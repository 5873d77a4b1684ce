// src/cache/clock.rs

use chrono::{DateTime, Duration, Utc};
use std::sync::Mutex;

/// Fonte de tempo injetável. Os caches com expiração dependem dela para que
/// os testes possam avançar o relógio sem dormir.
pub trait Clock: Send + Sync {
    fn now(&self) -> DateTime<Utc>;
}

#[derive(Debug, Default, Clone, Copy)]
pub struct SystemClock;

impl Clock for SystemClock {
    fn now(&self) -> DateTime<Utc> {
        Utc::now()
    }
}

/// Relógio controlado manualmente.
#[derive(Debug)]
pub struct ManualClock {
    now: Mutex<DateTime<Utc>>,
}

impl ManualClock {
    pub fn new(start: DateTime<Utc>) -> Self {
        Self { now: Mutex::new(start) }
    }

    pub fn advance(&self, by: Duration) {
        let mut now = self.now.lock().unwrap_or_else(|p| p.into_inner());
        *now += by;
    }
}

impl Default for ManualClock {
    fn default() -> Self {
        Self::new(Utc::now())
    }
}

impl Clock for ManualClock {
    fn now(&self) -> DateTime<Utc> {
        *self.now.lock().unwrap_or_else(|p| p.into_inner())
    }
}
★ ★ ★ ★ ★ ★ ★
Look through the records and copy every line that has the word "DateTime".

**WRITTEN REPLY:**
use chrono::{DateTime, Duration, Utc};
    fn now(&self) -> DateTime<Utc>;
    fn now(&self) -> DateTime<Utc> {
    now: Mutex<DateTime<Utc>>,
    pub fn new(start: DateTime<Utc>) -> Self {
    fn now(&self) -> DateTime<Utc> {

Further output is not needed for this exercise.